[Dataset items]
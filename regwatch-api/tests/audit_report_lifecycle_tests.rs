//! Audit report creation and the execute / dismiss / verify actions

mod helpers;

use axum::http::StatusCode;
use helpers::{test_app_without_llm, TestApp};
use serde_json::{json, Value};

async fn create_feature(app: &TestApp, name: &str) -> String {
    let (status, body) = app
        .post("/features", json!({"name": name, "description": "under test"}))
        .await;
    assert_eq!(status, StatusCode::OK);
    body["feature_id"].as_str().unwrap().to_string()
}

async fn create_report(app: &TestApp, feature_id: &str, needs_action: bool, to: &str) -> String {
    let (status, body) = app
        .post(
            "/audit-report",
            json!({
                "feature_id": feature_id,
                "source_ids": ["s1", "s2"],
                "needs_action": needs_action,
                "original_status": "pending",
                "status_change_to": to,
                "reason": "Collects birth dates without parental consent",
                "confidence": 0.92,
            }),
        )
        .await;
    assert_eq!(status, StatusCode::OK, "{}", body);
    body["audit_report_id"].as_str().unwrap().to_string()
}

async fn feature_status(app: &TestApp, feature_id: &str) -> Value {
    let (_, body) = app.get(&format!("/features/{}", feature_id)).await;
    body["feature"]["status"].clone()
}

async fn report(app: &TestApp, id: &str) -> Value {
    let (status, body) = app.get(&format!("/audit-report/{}", id)).await;
    assert_eq!(status, StatusCode::OK);
    body["audit_report"].clone()
}

#[tokio::test]
async fn new_report_is_pending() {
    let app = test_app_without_llm().await;
    let feature_id = create_feature(&app, "Age gate").await;
    let id = create_report(&app, &feature_id, true, "critical").await;

    let report = report(&app, &id).await;
    assert_eq!(report["status"], "pending");
    assert_eq!(report["feature_id"], feature_id.as_str());
    assert_eq!(report["source_ids"], json!(["s1", "s2"]));
    assert!(report["updated_at"].is_null());
}

#[tokio::test]
async fn execute_applies_proposed_status_only_when_needed() {
    let app = test_app_without_llm().await;
    let feature_id = create_feature(&app, "Age gate").await;

    let quiet = create_report(&app, &feature_id, false, "critical").await;
    let (status, body) = app
        .post_empty(&format!("/audit-report/{}/action", quiet))
        .await;
    assert_eq!(status, StatusCode::OK);
    assert_eq!(body["message"], "Audit report action executed successfully");
    assert_eq!(feature_status(&app, &feature_id).await, "pending");

    let loud = create_report(&app, &feature_id, true, "critical").await;
    app.post_empty(&format!("/audit-report/{}/action", loud))
        .await;
    assert_eq!(feature_status(&app, &feature_id).await, "critical");
    assert_eq!(report(&app, &loud).await["status"], "pending");
}

#[tokio::test]
async fn dismiss_restores_original_status() {
    let app = test_app_without_llm().await;
    let feature_id = create_feature(&app, "Age gate").await;
    let id = create_report(&app, &feature_id, true, "warning").await;

    app.post_empty(&format!("/audit-report/{}/action", id)).await;
    assert_eq!(feature_status(&app, &feature_id).await, "warning");

    let (status, body) = app
        .post_empty(&format!("/audit-report/{}/dismiss", id))
        .await;
    assert_eq!(status, StatusCode::OK);
    assert_eq!(body["message"], "Audit report dismissed successfully");
    assert_eq!(feature_status(&app, &feature_id).await, "pending");

    let report = report(&app, &id).await;
    assert_eq!(report["status"], "dismissed");
    assert!(report["updated_at"].is_string());
}

#[tokio::test]
async fn verify_sets_proposed_status() {
    let app = test_app_without_llm().await;
    let feature_id = create_feature(&app, "Age gate").await;
    let id = create_report(&app, &feature_id, true, "critical").await;

    let (status, body) = app
        .post_empty(&format!("/audit-report/{}/verify", id))
        .await;
    assert_eq!(status, StatusCode::OK);
    assert_eq!(body["message"], "Audit report verified successfully");
    assert_eq!(feature_status(&app, &feature_id).await, "critical");
    assert_eq!(report(&app, &id).await["status"], "verified");
}

#[tokio::test]
async fn reviewed_reports_can_still_be_acted_on() {
    let app = test_app_without_llm().await;
    let feature_id = create_feature(&app, "Age gate").await;
    let id = create_report(&app, &feature_id, true, "critical").await;

    app.post_empty(&format!("/audit-report/{}/verify", id)).await;
    let (status, _) = app
        .post_empty(&format!("/audit-report/{}/dismiss", id))
        .await;

    assert_eq!(status, StatusCode::OK);
    assert_eq!(report(&app, &id).await["status"], "dismissed");
    assert_eq!(feature_status(&app, &feature_id).await, "pending");
}

#[tokio::test]
async fn actions_on_unknown_report_are_404() {
    let app = test_app_without_llm().await;

    for action in ["action", "dismiss", "verify"] {
        let (status, _) = app
            .post_empty(&format!("/audit-report/missing/{}", action))
            .await;
        assert_eq!(status, StatusCode::NOT_FOUND, "{}", action);
    }

    let (status, _) = app.get("/audit-report/missing").await;
    assert_eq!(status, StatusCode::NOT_FOUND);
}

#[tokio::test]
async fn review_of_report_for_missing_feature_leaves_it_pending() {
    let app = test_app_without_llm().await;
    let id = create_report(&app, "no-such-feature", true, "critical").await;

    for action in ["dismiss", "verify"] {
        let (status, _) = app
            .post_empty(&format!("/audit-report/{}/{}", id, action))
            .await;
        assert_eq!(status, StatusCode::NOT_FOUND, "{}", action);
        assert_eq!(report(&app, &id).await["status"], "pending", "{}", action);
    }
}

#[tokio::test]
async fn out_of_range_confidence_is_rejected() {
    let app = test_app_without_llm().await;
    let (status, _) = app
        .post(
            "/audit-report",
            json!({
                "feature_id": "f1",
                "source_ids": [],
                "needs_action": false,
                "original_status": "pass",
                "status_change_to": "pass",
                "reason": "",
                "confidence": 1.5,
            }),
        )
        .await;
    assert_eq!(status, StatusCode::BAD_REQUEST);
}

#[tokio::test]
async fn pending_lookup_per_feature() {
    let app = test_app_without_llm().await;
    let feature_id = create_feature(&app, "Age gate").await;

    let (status, body) = app
        .get(&format!("/audit-report/feature/{}/pending", feature_id))
        .await;
    assert_eq!(status, StatusCode::OK);
    assert!(body["audit_report"].is_null());

    let first = create_report(&app, &feature_id, true, "warning").await;
    let second = create_report(&app, &feature_id, true, "critical").await;
    app.post_empty(&format!("/audit-report/{}/dismiss", second))
        .await;

    let (_, body) = app
        .get(&format!("/audit-report/feature/{}/pending", feature_id))
        .await;
    assert_eq!(body["audit_report"]["id"], first.as_str());
}

#[tokio::test]
async fn reports_by_source() {
    let app = test_app_without_llm().await;
    let feature_id = create_feature(&app, "Age gate").await;
    let id = create_report(&app, &feature_id, false, "pass").await;

    let (_, body) = app.get("/audit-report/source/s2").await;
    let ids: Vec<&str> = body["audit_reports"]
        .as_array()
        .unwrap()
        .iter()
        .map(|r| r["id"].as_str().unwrap())
        .collect();
    assert_eq!(ids, vec![id.as_str()]);

    let (_, body) = app.get("/audit-report/source/s3").await;
    assert_eq!(body["audit_reports"], json!([]));

    let (_, body) = app.get("/audit-report").await;
    assert_eq!(body["audit_reports"].as_array().unwrap().len(), 1);
}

§ **HOW TO COMPLETE THIS TASK**
Please retype all of the lines above exactly as they stand.

§ **TASK RESULT**
filename regwatch-api/tests/audit_report_lifecycle_tests.rs
//! Audit report creation and the execute / dismiss / verify actions

mod helpers;

use axum::http::StatusCode;
use helpers::{test_app_without_llm, TestApp};
use serde_json::{json, Value};

async fn create_feature(app: &TestApp, name: &str) -> String {
    let (status, body) = app
        .post("/features", json!({"name": name, "description": "under test"}))
        .await;
    assert_eq!(status, StatusCode::OK);
    body["feature_id"].as_str().unwrap().to_string()
}

async fn create_report(app: &TestApp, feature_id: &str, needs_action: bool, to: &str) -> String {
    let (status, body) = app
        .post(
            "/audit-report",
            json!({
                "feature_id": feature_id,
                "source_ids": ["s1", "s2"],
                "needs_action": needs_action,
                "original_status": "pending",
                "status_change_to": to,
                "reason": "Collects birth dates without parental consent",
                "confidence": 0.92,
            }),
        )
        .await;
    assert_eq!(status, StatusCode::OK, "{}", body);
    body["audit_report_id"].as_str().unwrap().to_string()
}

async fn feature_status(app: &TestApp, feature_id: &str) -> Value {
    let (_, body) = app.get(&format!("/features/{}", feature_id)).await;
    body["feature"]["status"].clone()
}

async fn report(app: &TestApp, id: &str) -> Value {
    let (status, body) = app.get(&format!("/audit-report/{}", id)).await;
    assert_eq!(status, StatusCode::OK);
    body["audit_report"].clone()
}

#[tokio::test]
async fn new_report_is_pending() {
    let app = test_app_without_llm().await;
    let feature_id = create_feature(&app, "Age gate").await;
    let id = create_report(&app, &feature_id, true, "critical").await;

    let report = report(&app, &id).await;
    assert_eq!(report["status"], "pending");
    assert_eq!(report["feature_id"], feature_id.as_str());
    assert_eq!(report["source_ids"], json!(["s1", "s2"]));
    assert!(report["updated_at"].is_null());
}

#[tokio::test]
async fn execute_applies_proposed_status_only_when_needed() {
    let app = test_app_without_llm().await;
    let feature_id = create_feature(&app, "Age gate").await;

    let quiet = create_report(&app, &feature_id, false, "critical").await;
    let (status, body) = app
        .post_empty(&format!("/audit-report/{}/action", quiet))
        .await;
    assert_eq!(status, StatusCode::OK);
    assert_eq!(body["message"], "Audit report action executed successfully");
    assert_eq!(feature_status(&app, &feature_id).await, "pending");

    let loud = create_report(&app, &feature_id, true, "critical").await;
    app.post_empty(&format!("/audit-report/{}/action", loud))
        .await;
    assert_eq!(feature_status(&app, &feature_id).await, "critical");
    assert_eq!(report(&app, &loud).await["status"], "pending");
}

#[tokio::test]
async fn dismiss_restores_original_status() {
    let app = test_app_without_llm().await;
    let feature_id = create_feature(&app, "Age gate").await;
    let id = create_report(&app, &feature_id, true, "warning").await;

    app.post_empty(&format!("/audit-report/{}/action", id)).await;
    assert_eq!(feature_status(&app, &feature_id).await, "warning");

    let (status, body) = app
        .post_empty(&format!("/audit-report/{}/dismiss", id))
        .await;
    assert_eq!(status, StatusCode::OK);
    assert_eq!(body["message"], "Audit report dismissed successfully");
    assert_eq!(feature_status(&app, &feature_id).await, "pending");

    let report = report(&app, &id).await;
    assert_eq!(report["status"], "dismissed");
    assert!(report["updated_at"].is_string());
}

#[tokio::test]
async fn verify_sets_proposed_status() {
    let app = test_app_without_llm().await;
    let feature_id = create_feature(&app, "Age gate").await;
    let id = create_report(&app, &feature_id, true, "critical").await;

    let (status, body) = app
        .post_empty(&format!("/audit-report/{}/verify", id))
        .await;
    assert_eq!(status, StatusCode::OK);
    assert_eq!(body["message"], "Audit report verified successfully");
    assert_eq!(feature_status(&app, &feature_id).await, "critical");
    assert_eq!(report(&app, &id).await["status"], "verified");
}

#[tokio::test]
async fn reviewed_reports_can_still_be_acted_on() {
    let app = test_app_without_llm().await;
    let feature_id = create_feature(&app, "Age gate").await;
    let id = create_report(&app, &feature_id, true, "critical").await;

    app.post_empty(&format!("/audit-report/{}/verify", id)).await;
    let (status, _) = app
        .post_empty(&format!("/audit-report/{}/dismiss", id))
        .await;

    assert_eq!(status, StatusCode::OK);
    assert_eq!(report(&app, &id).await["status"], "dismissed");
    assert_eq!(feature_status(&app, &feature_id).await, "pending");
}

#[tokio::test]
async fn actions_on_unknown_report_are_404() {
    let app = test_app_without_llm().await;

    for action in ["action", "dismiss", "verify"] {
        let (status, _) = app
            .post_empty(&format!("/audit-report/missing/{}", action))
            .await;
        assert_eq!(status, StatusCode::NOT_FOUND, "{}", action);
    }

    let (status, _) = app.get("/audit-report/missing").await;
    assert_eq!(status, StatusCode::NOT_FOUND);
}

#[tokio::test]
async fn review_of_report_for_missing_feature_leaves_it_pending() {
    let app = test_app_without_llm().await;
    let id = create_report(&app, "no-such-feature", true, "critical").await;

    for action in ["dismiss", "verify"] {
        let (status, _) = app
            .post_empty(&format!("/audit-report/{}/{}", id, action))
            .await;
        assert_eq!(status, StatusCode::NOT_FOUND, "{}", action);
        assert_eq!(report(&app, &id).await["status"], "pending", "{}", action);
    }
}

#[tokio::test]
async fn out_of_range_confidence_is_rejected() {
    let app = test_app_without_llm().await;
    let (status, _) = app
        .post(
            "/audit-report",
            json!({
                "feature_id": "f1",
                "source_ids": [],
                "needs_action": false,
                "original_status": "pass",
                "status_change_to": "pass",
                "reason": "",
                "confidence": 1.5,
            }),
        )
        .await;
    assert_eq!(status, StatusCode::BAD_REQUEST);
}

#[tokio::test]
async fn pending_lookup_per_feature() {
    let app = test_app_without_llm().await;
    let feature_id = create_feature(&app, "Age gate").await;

    let (status, body) = app
        .get(&format!("/audit-report/feature/{}/pending", feature_id))
        .await;
    assert_eq!(status, StatusCode::OK);
    assert!(body["audit_report"].is_null());

    let first = create_report(&app, &feature_id, true, "warning").await;
    let second = create_report(&app, &feature_id, true, "critical").await;
    app.post_empty(&format!("/audit-report/{}/dismiss", second))
        .await;

    let (_, body) = app
        .get(&format!("/audit-report/feature/{}/pending", feature_id))
        .await;
    assert_eq!(body["audit_report"]["id"], first.as_str());
}

#[tokio::test]
async fn reports_by_source() {
    let app = test_app_without_llm().await;
    let feature_id = create_feature(&app, "Age gate").await;
    let id = create_report(&app, &feature_id, false, "pass").await;

    let (_, body) = app.get("/audit-report/source/s2").await;
    let ids: Vec<&str> = body["audit_reports"]
        .as_array()
        .unwrap()
        .iter()
        .map(|r| r["id"].as_str().unwrap())
        .collect();
    assert_eq!(ids, vec![id.as_str()]);

    let (_, body) = app.get("/audit-report/source/s3").await;
    assert_eq!(body["audit_reports"], json!([]));

    let (_, body) = app.get("/audit-report").await;
    assert_eq!(body["audit_reports"].as_array().unwrap().len(), 1);
}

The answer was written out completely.